Culture:
"J’ai toujours aimé la rose. Cette magnifique fleur est célébrée depuis l’Antiquité par les poètes, les écrivains et les peintres. Appréciée pour sa beauté, son parfum, ses couleurs, elle est, à mes yeux, la reine des fleurs et je partage bien volontiers quelques unes de mes roses de mon jardin. C’est la fleur la plus cultivée au monde. Elle montre à sa façon le passage rapide du temps" :
Sur sa tombe le poète anglais Edward Fitzgerald fit inscrire :
« Je tombais de sommeil et la sagesse me dit :
Jamais dans le sommeil la rose du bonheur n'a
Fleuri pour personne... La saison des roses et du vin
Et des compagnons ivres. Sois heureux un instant, cet
instant c'est ta vie. Vois, la brise a déchiré la robe de la rose,
De la rose dont le rossignol s'était enamouré ; Faut-il pleurer sur
elle, faut-il pleurer sur nous ? La mort viendra nous effeuiller et d'autres
Roses refleuriront. »
Mais celui qui en parle le mieux est, à mon avis, Saint-Exupéry dans "le petit Prince":
Qui se cache derrière la rose du petit prince ?
Qui se cache derrière le personnage de la rose dans Le Petit Prince ? Nombreux sont les lecteurs qui, un jour ou l’autre, se sont posés la question. Antoine de Saint-Exupéry nous ayant habitué à dissimuler derrière des symboles et des métaphores des évènements personnels, nous pouvons à juste titre nous interroger sur l’identité de cette rose.
A l’instar du récit de sa venue au monde, contrairement aux fleurs ornées d’un seul rang de pétales, la rose se veut coquette, elle est unique, elle veut être le centre de l’attention, elle veut compter. Dès « son arrivée », elle s’installe dans son rôle de sujet central. Tout naturellement elle doit capter l’attention, elle ne nait pas avec le lever du soleil, elle nait en même temps que le soleil, comme si la vie naissait avec elle. Elle n’a que faire de la modestie, elle ne doute aucunement de ses propos et fait en sorte de ne laisser le loisir à quiconque d’en douter. Au fil de leur cohabitation, elle se révèle capricieuse, orgueilleuse, exigeante, soucieuse d’elle-même, elle joue de sa fragilité pour rendre ses attitudes entendables et louables aux yeux du Petit Prince. Elle n’a de cesse d’exiger toujours davantage, sans douter du bien fondé de ses demandes. Au titre de sa fragilité, elle s’intronise légitime dans ses souhaits.

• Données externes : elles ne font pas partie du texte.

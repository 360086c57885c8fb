// src/main.rs

use hookrun::{cli, logging, run};

#[tokio::main]
async fn main() {
    match run_main().await {
        Ok(summary) if summary.failed == 0 => {}
        Ok(_) => std::process::exit(1),
        Err(err) => {
            eprintln!("hookrun error: {err:?}");
            std::process::exit(2);
        }
    }
}

async fn run_main() -> anyhow::Result<hookrun::harness::Summary> {
    let args = cli::parse();
    logging::init_logging(args.log_level)?;
    run(args).await
}
// src/engine/state.rs

//! Single shared run-state cell.
//!
//! All terminal-state bookkeeping for one runnable lives in one
//! `tokio::sync::watch` value. Writes go through
//! [`StatusCell::transition`], which inspects and updates the value under
//! the channel's lock, so the exactly-once guarantee holds even when signals
//! originate on other threads.

use std::sync::Arc;
use std::time::Duration;

use tokio::sync::watch;

/// Execution state of one `run` invocation.
#[derive(Debug, Clone, Copy, PartialEq, Eq)]
pub enum RunState {
    Idle,
    Running,
    CompletedSuccess,
    CompletedFailure,
    TimedOut,
}

impl RunState {
    pub fn is_terminal(self) -> bool {
        matches!(
            self,
            RunState::CompletedSuccess | RunState::CompletedFailure | RunState::TimedOut
        )
    }

    pub fn is_completed(self) -> bool {
        matches!(self, RunState::CompletedSuccess | RunState::CompletedFailure)
    }
}

/// Snapshot of a runnable's run state.
#[derive(Debug, Clone, Copy, PartialEq, Eq)]
pub struct RunStatus {
    pub state: RunState,
    /// Recorded once, by whichever signal settled the run.
    pub duration: Option<Duration>,
    /// The run settled because the body asked to be skipped.
    pub skipped: bool,
}

impl Default for RunStatus {
    fn default() -> Self {
        Self {
            state: RunState::Idle,
            duration: None,
            skipped: false,
        }
    }
}

/// Shared handle to a [`RunStatus`].
#[derive(Debug, Clone)]
pub struct StatusCell {
    tx: Arc<watch::Sender<RunStatus>>,
}

impl Default for StatusCell {
    fn default() -> Self {
        Self::new()
    }
}

impl StatusCell {
    pub fn new() -> Self {
        let (tx, _rx) = watch::channel(RunStatus::default());
        Self { tx: Arc::new(tx) }
    }

    pub fn snapshot(&self) -> RunStatus {
        *self.tx.borrow()
    }

    pub fn state(&self) -> RunState {
        self.tx.borrow().state
    }

    /// Inspect and possibly rewrite the status atomically.
    ///
    /// `f` returns `true` when it modified the status; watchers are only
    /// woken in that case.
    pub fn transition<F>(&self, f: F) -> bool
    where
        F: FnOnce(&mut RunStatus) -> bool,
    {
        self.tx.send_if_modified(f)
    }

    /// Wait until the run reaches a terminal state.
    pub async fn terminated(&self) -> RunState {
        let mut rx = self.tx.subscribe();
        match rx.wait_for(|status| status.state.is_terminal()).await {
            Ok(status) => status.state,
            // The sender lives in `self`, so the channel cannot close while
            // we hold it.
            Err(_) => self.state(),
        }
    }
}
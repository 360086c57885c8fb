pub mod builders;
pub mod fake_suite;
pub mod recorder;

use std::sync::Once;
use tracing_subscriber::{fmt, EnvFilter};

static INIT: Once = Once::new();

/// Initialise tracing for tests.
///
/// - Uses `with_test_writer()`, so logs are captured per-test.
/// - The Rust test harness only prints captured output for **failing** tests
///   (unless you run with `-- --nocapture`).
///
/// Enable levels with e.g.:
/// `RUST_LOG=hookrun=debug cargo test`
pub fn init_tracing() {
    INIT.call_once(|| {
        let filter =
            EnvFilter::try_from_default_env().unwrap_or_else(|_| EnvFilter::new("info"));

        fmt()
            .with_env_filter(filter)
            .with_test_writer() // print only for failing tests unless --nocapture
            .with_target(true)
            .init();
    });
}

/// Run a future with a 5-second timeout.
#[allow(dead_code)]
pub async fn with_timeout<F, T>(f: F) -> T
where
    F: std::future::Future<Output = T>,
{
    tokio::time::timeout(std::time::Duration::from_secs(5), f)
        .await
        .expect("Test timed out after 5 seconds")
}
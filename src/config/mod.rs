// src/config/mod.rs

//! Configuration loading and validation for the command harness.
//!
//! Responsibilities:
//! - Define the TOML-backed data model (`model.rs`).
//! - Load a config file from disk (`loader.rs`).
//! - Validate and resolve defaults into per-test specs (`validate.rs`).

pub mod loader;
pub mod model;
pub mod validate;

pub use loader::{default_config_path, load_and_validate, load_from_path, load_from_str};
pub use model::{
    ConfigFile, DefaultsSection, DurationSetting, RawConfigFile, SuiteSection, TestConfig, TestSpec,
};
pub use validate::validate_config;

Bien qu’émouvante, les premiers temps, dans ses contradictions, elle va faire naitre en notre Petit Prince une lassitude, un questionnement sur l’amour. C’est d’ailleurs ce qui le poussera dans l’entreprise de ce voyage et c’est ainsi que l’on peut là encore souligner la position de personnage central de la rose. Sans elle pas de questionnement, sans questionnement, pas de voyage, sans voyage pas de rencontre … sans rencontre avec le narrateur, nul conte.

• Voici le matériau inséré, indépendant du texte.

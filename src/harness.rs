// src/harness.rs

//! Sequential harness used by the `hookrun` binary.
//!
//! This is the orchestrator side of the engine's contract: it builds tests
//! from config, runs them strictly one after another, retries failures on a
//! fresh clone, and records the aggregate result. It never runs two bodies
//! at the same time.

use std::sync::Arc;

use tokio::sync::mpsc;
use tracing::{info, warn};

use crate::config::{SuiteSection, TestSpec};
use crate::engine::{Outcome, RunError, UnexpectedCompletion};
use crate::exec::command_body;
use crate::runnable::Parent;
use crate::testcase::Test;
use crate::types::TestState;

/// Parent for every test loaded from one config file.
#[derive(Debug, Clone, Default)]
pub struct ConfigSuite {
    title: Option<String>,
    pending: bool,
}

impl ConfigSuite {
    pub fn new(title: Option<String>, pending: bool) -> Self {
        Self { title, pending }
    }

    pub fn from_section(section: &SuiteSection) -> Self {
        Self::new(section.title.clone(), section.pending)
    }
}

impl Parent for ConfigSuite {
    fn is_pending(&self) -> bool {
        self.pending
    }

    fn title_path(&self) -> Vec<String> {
        self.title.iter().cloned().collect()
    }
}

/// Build a test from a resolved spec. Tests without `cmd` are pending.
pub fn build_test(spec: &TestSpec, parent: Arc<dyn Parent>) -> Test {
    let body = spec
        .cmd
        .as_ref()
        .map(|cmd| command_body(spec.title.clone(), cmd.clone()));

    let mut test = Test::new(spec.title.clone(), body);
    test.enable_timeouts(spec.enable_timeouts)
        .set_timeout(spec.timeout_ms)
        .set_slow(spec.slow_ms)
        .set_retries(spec.retries)
        .set_allow_uncaught(spec.allow_uncaught)
        .set_parent(parent);
    if let Some(globals) = &spec.globals {
        test.set_globals(globals.clone());
    }
    test
}

/// Run `test` on fresh clones until it passes, is skipped, or runs out of
/// retries. `test` itself is never run.
pub async fn run_with_retries(test: &Test) -> Result<Outcome, RunError> {
    let mut attempt = test.clone_test();

    loop {
        let outcome = attempt.run_to_outcome().await?;

        let allowed = attempt.retries().max(0) as u64;
        let used = u64::from(attempt.current_retry());
        if !(outcome.is_failed() && used < allowed) {
            return Ok(outcome);
        }

        warn!(
            test = %attempt.full_title(),
            retry = used + 1,
            retries = allowed,
            error = %outcome.failure().map(ToString::to_string).unwrap_or_default(),
            "attempt failed; retrying on a fresh copy"
        );

        let mut next = attempt.clone_test();
        next.set_current_retry(attempt.current_retry() + 1);
        attempt = next;
    }
}

/// Aggregate result of a harness run.
#[derive(Debug, Clone, Default, PartialEq, Eq)]
pub struct Summary {
    pub passed: usize,
    pub failed: usize,
    pub pending: usize,
    /// Duplicate completions already queued on the secondary channel when
    /// [`Harness::finish`] ran. Duplicates that arrive later (from a body
    /// still running in the background) are only logged, not counted.
    pub unexpected: usize,
    /// `(full title, message)` for every failed test.
    pub failures: Vec<(String, String)>,
}

/// Runs tests one at a time and keeps the tally.
#[derive(Debug)]
pub struct Harness {
    suite: Arc<dyn Parent>,
    unexpected_tx: mpsc::UnboundedSender<UnexpectedCompletion>,
    unexpected_rx: mpsc::UnboundedReceiver<UnexpectedCompletion>,
    summary: Summary,
}

impl Harness {
    pub fn new(suite: Arc<dyn Parent>) -> Self {
        let (unexpected_tx, unexpected_rx) = mpsc::unbounded_channel();
        Self {
            suite,
            unexpected_tx,
            unexpected_rx,
            summary: Summary::default(),
        }
    }

    pub fn suite(&self) -> Arc<dyn Parent> {
        Arc::clone(&self.suite)
    }

    pub async fn run_spec(&mut self, spec: &TestSpec) -> TestState {
        let mut test = build_test(spec, self.suite());
        self.run_test(&mut test).await
    }

    /// Run one test (with retries) and record its state on it.
    pub async fn run_test(&mut self, test: &mut Test) -> TestState {
        let title = test.full_title();

        if test.is_pending() {
            info!(test = %title, "pending; not run");
            self.summary.pending += 1;
            test.set_state(TestState::Pending);
            return TestState::Pending;
        }

        test.set_unexpected_sink(self.unexpected_tx.clone());

        let state = match run_with_retries(test).await {
            Ok(Outcome::Passed) => {
                self.summary.passed += 1;
                TestState::Passed
            }
            Ok(Outcome::Skipped(_)) => {
                self.summary.pending += 1;
                TestState::Pending
            }
            Ok(Outcome::Failed(failure)) => {
                self.record_failure(&title, failure.to_string());
                TestState::Failed
            }
            Err(err) => {
                warn!(test = %title, error = %err, "run did not produce an outcome");
                self.record_failure(&title, err.to_string());
                TestState::Failed
            }
        };

        test.set_state(state);
        state
    }

    fn record_failure(&mut self, title: &str, message: String) {
        self.summary.failed += 1;
        self.summary.failures.push((title.to_string(), message));
    }

    /// Drain queued secondary-channel events and return the tally.
    ///
    /// Does not wait for drivers that are still alive; see
    /// [`Summary::unexpected`].
    pub fn finish(mut self) -> Summary {
        while let Ok(event) = self.unexpected_rx.try_recv() {
            warn!(test = %event.title, error = %event, "unexpected completion recorded");
            self.summary.unexpected += 1;
        }
        self.summary
    }
}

Lors de son entrée dans le jardin des roses, le petit prince a le sentiment d’avoir été floué par celle-là même qui occupe ses pensées, la rose. Elle lui a menti en se targuant d’être unique dans l’univers. Il prend conscience en pénétrant dans ce lieu que des roses semblables à la sienne existent pas milliers. Mais à cet instant, il dépasse durant quelques secondes sa déception, pour s’abandonner à ses souvenirs, pour penser à ce qu’elle aurait ressenti en pareille situation. Elle aurait feint le malaise pour faire diversion, pour ne pas se sentir prise au piège, et le petit prince, par amour aurait fermé les yeux pour de pas la désavouer et qu’elle ne se laisse pas aller à la mort par peur du ridicule. Toutefois sa déception est grande, il se sent trahi, appauvri et dépossédé de sa richesse, sa possession d’une rose unique.
Le petit prince va alors faire une rencontre avec le renard, et leurs discussions sur l’importance des liens entre les êtres va conduire le petit prince à envisager la rose sous un autre angle que celui de la trahison. Le renard l’invitera alors à se rendre de nouveau dans le jardin des roses pour comprendre à quel point le lien tissé fait de sa rose un être unique pour lui.
Certes ces roses sont semblables, mais elles sont « vides », elles ne représentent rien pour lui, alors que sa rose, bien qu’exigeante et vaniteuse n’est belle et unique que parce qu’elle existe à ses yeux, que parce qu’il lui porte un amour « inconditionnel ». Il l’aime, il la protège, il l’écoute. Il comprend alors qu’il s’est éloigné car il n’a pas su voir ce qui était devant lui, sous ses yeux ou plutôt sous son cœur.